## Exercise aim
Please return all lines from the records below that include the string "pruned".

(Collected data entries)

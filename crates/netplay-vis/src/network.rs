//! In-memory network store.
//!
//! Keeps one persisted document per network: nodes, edges, queued jobs and
//! the last simulation result. Any change to the topology's nodes through
//! [`NetworkStore::replace_nodes`] or [`NetworkStore::replace_topology`]
//! drops the stored result, since it no longer matches the topology.

use std::collections::HashMap;
use std::sync::{Arc, Mutex, PoisonError};

use netplay_topology::{DeviceType, EdgeDescriptor, NodeDescriptor};
use serde::{Deserialize, Deserializer, Serialize};
use tracing::{debug, info};

use crate::collaborators::Persistence;
use crate::error::{Error, Result};
use crate::events::{Job, PacketCollection};
use crate::playback::NetworkId;

fn packets_or_null<'de, D>(deserializer: D) -> std::result::Result<PacketCollection, D::Error>
where
    D: Deserializer<'de>,
{
    Ok(Option::<PacketCollection>::deserialize(deserializer)?.unwrap_or_default())
}

/// The persisted topology document. Missing keys load as empty.
#[derive(Debug, Clone, Default, PartialEq, Serialize, Deserialize)]
pub struct NetworkDocument {
    #[serde(default)]
    pub nodes: Vec<NodeDescriptor>,
    #[serde(default)]
    pub edges: Vec<EdgeDescriptor>,
    #[serde(default)]
    pub jobs: Vec<Job>,
    #[serde(default, deserialize_with = "packets_or_null")]
    pub packets: PacketCollection,
}

/// One stored network.
#[derive(Debug, Clone, Serialize, Deserialize)]
pub struct NetworkRecord {
    pub guid: NetworkId,
    pub title: String,
    /// Whether other users may open the read-only shared view
    pub share_mode: bool,
    /// A simulation was requested and has not reported back yet
    pub simulating: bool,
    pub document: NetworkDocument,
    /// Bumped on every write
    pub revision: u64,
}

impl NetworkRecord {
    pub fn new(guid: NetworkId, title: impl Into<String>) -> Self {
        Self {
            guid,
            title: title.into(),
            share_mode: false,
            simulating: false,
            document: NetworkDocument::default(),
            revision: 0,
        }
    }
}

/// Shared handle to all stored networks. Clones see the same data.
#[derive(Debug, Clone, Default)]
pub struct NetworkStore {
    networks: Arc<Mutex<HashMap<NetworkId, NetworkRecord>>>,
}

impl NetworkStore {
    pub fn new() -> Self {
        Self::default()
    }

    fn with_networks<T>(&self, f: impl FnOnce(&mut HashMap<NetworkId, NetworkRecord>) -> T) -> T {
        let mut networks = self.networks.lock().unwrap_or_else(PoisonError::into_inner);
        f(&mut networks)
    }

    fn update<T>(&self, guid: &NetworkId, f: impl FnOnce(&mut NetworkRecord) -> T) -> Result<T> {
        self.with_networks(|networks| {
            let record = networks
                .get_mut(guid)
                .ok_or_else(|| Error::NetworkNotFound(guid.to_string()))?;
            let out = f(record);
            record.revision += 1;
            Ok(out)
        })
    }

    /// Create an empty network with a fresh random guid.
    pub fn create(&self, title: impl Into<String>) -> NetworkId {
        let guid = NetworkId::new(hex::encode(rand::random::<[u8; 16]>()));
        let record = NetworkRecord::new(guid.clone(), title);
        info!(network = %guid, "network created");
        self.insert(record);
        guid
    }

    /// Store a record, replacing any with the same guid.
    pub fn insert(&self, record: NetworkRecord) {
        self.with_networks(|networks| {
            networks.insert(record.guid.clone(), record);
        });
    }

    /// Create a network from a JSON document.
    pub fn import(&self, title: impl Into<String>, json: &str) -> Result<NetworkId> {
        let document: NetworkDocument = serde_json::from_str(json)?;
        let guid = self.create(title);
        self.update(&guid, |record| record.document = document)?;
        Ok(guid)
    }

    /// Serialize a network's document.
    pub fn export(&self, guid: &NetworkId) -> Result<String> {
        let record = self.get(guid)?;
        Ok(serde_json::to_string(&record.document)?)
    }

    pub fn get(&self, guid: &NetworkId) -> Result<NetworkRecord> {
        self.with_networks(|networks| networks.get(guid).cloned())
            .ok_or_else(|| Error::NetworkNotFound(guid.to_string()))
    }

    /// Fetch a network for the read-only shared view.
    pub fn shared(&self, guid: &NetworkId) -> Result<NetworkRecord> {
        let record = self.get(guid)?;
        if !record.share_mode {
            return Err(Error::NotShared(guid.to_string()));
        }
        Ok(record)
    }

    pub fn delete(&self, guid: &NetworkId) -> Result<()> {
        self.with_networks(|networks| networks.remove(guid))
            .map(|_| ())
            .ok_or_else(|| Error::NetworkNotFound(guid.to_string()))
    }

    pub fn len(&self) -> usize {
        self.with_networks(|networks| networks.len())
    }

    pub fn is_empty(&self) -> bool {
        self.len() == 0
    }

    /// Rename a network. Blank titles are ignored.
    pub fn update_title(&self, guid: &NetworkId, title: &str) -> Result<()> {
        let title = title.trim();
        if title.is_empty() {
            // Still fail for unknown networks.
            self.get(guid)?;
            return Ok(());
        }
        self.update(guid, |record| record.title = title.to_string())
    }

    pub fn set_share_mode(&self, guid: &NetworkId, shared: bool) -> Result<()> {
        self.update(guid, |record| record.share_mode = shared)
    }

    /// Replace the node list. Drops any stored simulation.
    pub fn replace_nodes(&self, guid: &NetworkId, nodes: &[NodeDescriptor]) -> Result<()> {
        self.update(guid, |record| {
            record.document.nodes = nodes.to_vec();
            record.document.packets.clear();
            record.simulating = false;
        })
    }

    /// Replace nodes and edges, dropping jobs whose host is gone and any
    /// stored simulation. Returns how many jobs were dropped.
    pub fn replace_topology(
        &self,
        guid: &NetworkId,
        nodes: &[NodeDescriptor],
        edges: &[EdgeDescriptor],
    ) -> Result<usize> {
        self.update(guid, |record| {
            let doc = &mut record.document;
            doc.nodes = nodes.to_vec();
            doc.edges = edges.to_vec();

            let before = doc.jobs.len();
            doc.jobs.retain(|job| {
                !job.host_id.is_empty() && nodes.iter().any(|n| n.id() == job.host_id)
            });
            let pruned = before - doc.jobs.len();
            if pruned > 0 {
                debug!(network = %guid, pruned, "dropped jobs of removed hosts");
            }

            doc.packets.clear();
            record.simulating = false;
            pruned
        })
    }

    /// Store moved node positions. The simulation stays valid.
    pub fn move_nodes(&self, guid: &NetworkId, nodes: &[NodeDescriptor]) -> Result<()> {
        self.update(guid, |record| record.document.nodes = nodes.to_vec())
    }

    /// Queue a job. Only hosts run jobs.
    pub fn add_job(&self, guid: &NetworkId, job: Job) -> Result<()> {
        let record = self.get(guid)?;
        let host = record
            .document
            .nodes
            .iter()
            .find(|n| n.id() == job.host_id)
            .ok_or_else(|| netplay_topology::Error::NodeNotFound(job.host_id.clone()))?;
        if host.type_tag() != DeviceType::Host {
            return Err(Error::InvalidJob(format!(
                "{} is a {}, not a host",
                job.host_id,
                host.type_tag()
            )));
        }
        self.update(guid, |record| record.document.jobs.push(job))
    }

    /// Mark a simulation as requested.
    pub fn begin_simulation(&self, guid: &NetworkId) -> Result<()> {
        self.update(guid, |record| record.simulating = true)
    }

    /// Store a finished simulation.
    pub fn finish_simulation(&self, guid: &NetworkId, packets: PacketCollection) -> Result<()> {
        self.update(guid, |record| {
            record.simulating = false;
            record.document.packets = packets;
        })
    }
}

impl Persistence for NetworkStore {
    fn post_nodes(&mut self, network: &NetworkId, nodes: &[NodeDescriptor]) -> Result<()> {
        self.replace_nodes(network, nodes)
    }
}

#[cfg(test)]
mod tests {
    use super::*;
    use crate::events::PacketMove;
    use netplay_topology::CanvasPosition;

    fn node(id: &str, kind: DeviceType) -> NodeDescriptor {
        NodeDescriptor::new(id.to_string(), kind, CanvasPosition::ORIGIN)
    }

    fn job(host: &str) -> Job {
        Job {
            id: format!("job-{host}"),
            host_id: host.to_string(),
            job_id: 0,
            print_cmd: "ping".to_string(),
        }
    }

    fn one_frame() -> PacketCollection {
        PacketCollection::new(vec![vec![PacketMove {
            id: "p".into(),
            label: "p".into(),
            source: "host_1".into(),
            target: "host_2".into(),
        }]])
    }

    #[test]
    fn create_issues_distinct_guids() {
        let store = NetworkStore::new();
        let a = store.create("a");
        let b = store.create("b");
        assert_ne!(a, b);
        assert_eq!(a.as_str().len(), 32);
        assert_eq!(store.len(), 2);
    }

    #[test]
    fn unknown_network() {
        let store = NetworkStore::new();
        let err = store.get(&NetworkId::new("missing")).unwrap_err();
        assert!(matches!(err, Error::NetworkNotFound(_)));
    }

    #[test]
    fn shared_view_requires_share_mode() {
        let store = NetworkStore::new();
        let guid = store.create("lab");
        assert!(matches!(store.shared(&guid), Err(Error::NotShared(_))));

        store.set_share_mode(&guid, true).unwrap();
        assert_eq!(store.shared(&guid).unwrap().title, "lab");
    }

    #[test]
    fn blank_title_is_ignored() {
        let store = NetworkStore::new();
        let guid = store.create("first");
        tokio_test::assert_ok!(store.update_title(&guid, "   "));
        assert_eq!(store.get(&guid).unwrap().title, "first");
        store.update_title(&guid, "  second ").unwrap();
        assert_eq!(store.get(&guid).unwrap().title, "second");
    }

    #[test]
    fn replacing_nodes_drops_simulation() {
        let store = NetworkStore::new();
        let guid = store.create("lab");
        store.finish_simulation(&guid, one_frame()).unwrap();

        store.replace_nodes(&guid, &[node("host_1", DeviceType::Host)]).unwrap();

        let record = store.get(&guid).unwrap();
        assert!(record.document.packets.is_empty());
        assert_eq!(record.document.nodes.len(), 1);
    }

    #[test]
    fn moving_nodes_keeps_simulation() {
        let store = NetworkStore::new();
        let guid = store.create("lab");
        store.finish_simulation(&guid, one_frame()).unwrap();
        store.move_nodes(&guid, &[node("host_1", DeviceType::Host)]).unwrap();
        assert!(!store.get(&guid).unwrap().document.packets.is_empty());
    }

    #[test]
    fn replacing_topology_prunes_orphan_jobs() {
        let store = NetworkStore::new();
        let guid = store.create("lab");
        let nodes = [node("host_1", DeviceType::Host), node("host_2", DeviceType::Host)];
        store.replace_nodes(&guid, &nodes).unwrap();
        store.add_job(&guid, job("host_1")).unwrap();
        store.add_job(&guid, job("host_2")).unwrap();
        store.finish_simulation(&guid, one_frame()).unwrap();

        let pruned = store.replace_topology(&guid, &nodes[..1], &[]).unwrap();

        assert_eq!(pruned, 1);
        let record = store.get(&guid).unwrap();
        assert_eq!(record.document.jobs, [job("host_1")]);
        assert!(record.document.packets.is_empty());
    }

    #[test]
    fn jobs_only_run_on_hosts() {
        let store = NetworkStore::new();
        let guid = store.create("lab");
        store.replace_nodes(&guid, &[node("l2sw1", DeviceType::L2Switch)]).unwrap();

        assert!(matches!(store.add_job(&guid, job("l2sw1")), Err(Error::InvalidJob(_))));
        tokio_test::assert_err!(store.add_job(&guid, job("host_9")));
    }

    #[test]
    fn import_tolerates_missing_keys_and_null_packets() {
        let store = NetworkStore::new();
        let guid = store.import("old", r#"{"nodes": [], "packets": null}"#).unwrap();
        let record = store.get(&guid).unwrap();
        assert!(record.document.edges.is_empty());
        assert!(record.document.jobs.is_empty());
        assert!(record.document.packets.is_empty());

        assert!(matches!(store.import("bad", "{nodes"), Err(Error::Serialization(_))));
    }

    #[test]
    fn persistence_posts_replace_nodes() {
        let mut store = NetworkStore::new();
        let guid = store.create("lab");
        let before = store.get(&guid).unwrap().revision;

        Persistence::post_nodes(&mut store, &guid, &[node("host_1", DeviceType::Host)]).unwrap();

        let record = store.get(&guid).unwrap();
        assert_eq!(record.revision, before + 1);
        assert_eq!(record.document.nodes[0].id(), "host_1");
    }

    #[test]
    fn delete_removes() {
        let store = NetworkStore::new();
        let guid = store.create("lab");
        store.delete(&guid).unwrap();
        assert!(store.is_empty());
        assert!(store.delete(&guid).is_err());
    }

    #[test]
    fn export_round_trips_through_import() {
        let store = NetworkStore::new();
        let guid = store.create("lab");
        store.replace_nodes(&guid, &[node("host_1", DeviceType::Host)]).unwrap();

        let json = store.export(&guid).unwrap();
        let copy = tokio_test::assert_ok!(store.import("copy", &json));
        assert_eq!(store.get(&copy).unwrap().document, store.get(&guid).unwrap().document);
    }
}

## Result
            let pruned = before - doc.jobs.len();
            if pruned > 0 {
                debug!(network = %guid, pruned, "dropped jobs of removed hosts");
            pruned
        let pruned = store.replace_topology(&guid, &nodes[..1], &[]).unwrap();
        assert_eq!(pruned, 1);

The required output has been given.